L’Express : Quelles tendances avez-vous observées au deuxième trimestre sur le marché immobilier ?
Yann Jéhanno : Jusqu’à la dissolution de l’Assemblée nationale, le marché envoyait des signaux plutôt favorables : les taux d’intérêt reculaient sous la barre des 4 %, restituant du pouvoir d’achat aux acquéreurs, les prix se tassaient, avec une baisse moyenne de 4,1 % à la fin du premier semestre sur un an, et les banquiers se mettaient de nouveau à prêter. Ces éléments ont remis un peu de baume au cœur des acheteurs et nous avons observé, dans notre réseau, une légère reprise des transactions.

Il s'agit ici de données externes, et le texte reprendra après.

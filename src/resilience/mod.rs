//! Resilience for calls against the unreliable transport.
//!
//! - `ExponentialBackoff`: delays between attempts, with jitter
//! - `ResilienceWrapper`: classified, bounded retry with one log record per call
//! - `CancellationSource` / `CancellationSignal`: caller-driven abort, never retried

mod backoff;
mod cancel;
mod retry;

pub use backoff::{BackoffConfig, ExponentialBackoff};
pub use cancel::{CancellationSignal, CancellationSource};
pub use retry::{ResilienceWrapper, RetryPolicy};
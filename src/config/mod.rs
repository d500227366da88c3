mod settings;

pub use settings::{
    DeliverySettings, LoggingSettings, MissingPlaceholderMode, RetrySettings, Settings,
    TelegramSettings, TemplateSettings,
};
//! Dynamic keyboards.
//!
//! A block declares its keyboard as rows of button descriptors. Rows are
//! either fixed lists or generators repeated over a list in the render
//! context; labels and non-static actions are interpolated like message text.

mod builder;
mod types;

pub use builder::{BuiltKeyboard, KeyboardBuilder};
pub use types::{
    ActionSpec, Button, ButtonAction, ButtonSpec, GeneratorSpec, Keyboard, KeyboardKind,
    KeyboardLayout, RowSpec,
};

Nous pouvons tirer deux enseignements notables de la première moitié de l’année. Tout d’abord, dans un contexte inflationniste, les maisons sont moins recherchées. Elles représentent une enveloppe financière importante : à l’achat, sur le plan énergétique et à l’entretien. Par ailleurs, les périphéries des grandes métropoles sont les plus à la peine. C’est particulièrement vrai en Ile-de-France où les prix ont reculé de plus de 8 % en six mois, contre seulement 5,3 % pour Paris et 4,1 % en moyenne au niveau national. Ces territoires concentrent une grande offre de maisons et ce sont eux qui avaient enregistré la plus forte demande pendant le Covid.

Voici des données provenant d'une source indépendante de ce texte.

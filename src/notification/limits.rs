//! Platform length limits for message bodies

use crate::error::{NotifyError, NotifyResult};

const ELLIPSIS: char = '…';

/// Length as the platform counts it: UTF-16 code units
pub fn utf16_len(text: &str) -> usize {
    text.encode_utf16().count()
}

/// Make `text` fit within `limit` UTF-16 units.
///
/// Over-long text is either cut at a character boundary and suffixed with
/// an ellipsis (logged at `warn`), or rejected when `truncate` is off.
pub fn fit_to_limit(
    text: &str,
    limit: usize,
    truncate: bool,
    position: &str,
) -> NotifyResult<String> {
    let length = utf16_len(text);
    if length <= limit {
        return Ok(text.to_string());
    }

    if !truncate {
        return Err(NotifyError::Validation(format!(
            "{} is {} characters long, limit is {}",
            position, length, limit
        )));
    }

    let budget = limit.saturating_sub(ELLIPSIS.len_utf16());
    let mut used = 0;
    let mut cut = 0;
    for (offset, ch) in text.char_indices() {
        if used + ch.len_utf16() > budget {
            break;
        }
        used += ch.len_utf16();
        cut = offset + ch.len_utf8();
    }

    let mut truncated = String::with_capacity(cut + ELLIPSIS.len_utf8());
    truncated.push_str(&text[..cut]);
    truncated.push(ELLIPSIS);

    tracing::warn!(
        position,
        original_length = length,
        limit,
        "Message body truncated to platform limit"
    );

    Ok(truncated)
}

La dissolution a-t-elle contribué à l’attentisme des acheteurs ?
Il est vrai que l’été a été particulièrement calme ! Depuis la dissolution, tout le monde est tétanisé. Chaque parti a présenté ses mesures en matière immobilière : suppression des droits de mutation pour les primo-accédants, abrogation du diagnostic de performance énergétique (DPE)… Ce flou n’incite pas à s’engager dans un projet personnel. Le marché de nécessité, lié aux mutations professionnelles ou aux séparations, est toujours au rendez-vous, mais les achats de confort se tarissent. Etonnamment, les investisseurs locatifs restent présents malgré les changements réglementaires réguliers. Il faut dire que l’immobilier est la seule manière de se constituer un patrimoine avec du levier.
Faut-il s’attendre à de nouvelles baisses de prix ?
Pendant l’été, les prix dans notre réseau ont encore reculé, mais de manière peu significative du fait d’un volume de transaction très limité. Sans surprise, ils devraient continuer de baisser de façon marquée pour apporter de la fluidité au marché. Schématiquement, la hausse des taux a réduit le pouvoir d’achat immobilier de 20 à 25 %. Sur ces derniers trimestres, les acquéreurs en ont récupéré environ 10 %, grâce à un crédit moins cher, un recul des prix et des marges de négociation plus élevées. Nous ne nous attendons pas à ce que les prix de la pierre fléchissent encore de 10 à 15 %, mais plutôt de 3 à 4 %.
Les acquéreurs doivent aussi comprendre que la situation antérieure, avec des taux extrêmement bas, était anormale. Ils doivent accepter de revoir leurs prétentions à la baisse pour réaliser leur projet immobilier.
Quel est l’impact du DPE ?
Une mauvaise étiquette énergétique – F ou G – entraîne une triple sanction pour le vendeur. D’abord, lors de la mise sur le marché car le bien sera positionné moins cher. En outre, les délais de vente sont supérieurs de sept à dix jours. Enfin, les négociations sont plus conséquentes lorsque le DPE n’est pas favorable : la remise est de 6 à 6,5 %, contre 5 % en moyenne.
Du côté des acheteurs, une partie d’entre eux ne veulent pas d’un bien énergivore, en particulier ceux qui réalisent un investissement locatif. Mais ceux qui achètent pour se loger, avec un petit budget, cherchent plutôt un logement avec un mauvais DPE car il est moins coûteux. Il faut aussi garder en tête la réalité du parc : dans des villes comme Paris, 40 % des logements sont classés F ou G.
Quelles sont les perspectives pour la rentrée ?
Je ne suis pas pessimiste en ce qui concerne les volumes de ventes car il existe toujours des transactions de nécessité. En outre, les taux sont plus contenus, les banques sont davantage au travail… Le marché devrait continuer de tourner autour de 850 000 ventes cette année. En revanche, je suis beaucoup plus inquiet sur le fait que de plus en plus de Français ont du mal à trouver un toit : l’accès au logement social, à la location dans le parc privé et à la propriété est entravé. Des propositions ont été mises sur la table par la profession mais toutes les réformes attendues sont actuellement suspendues.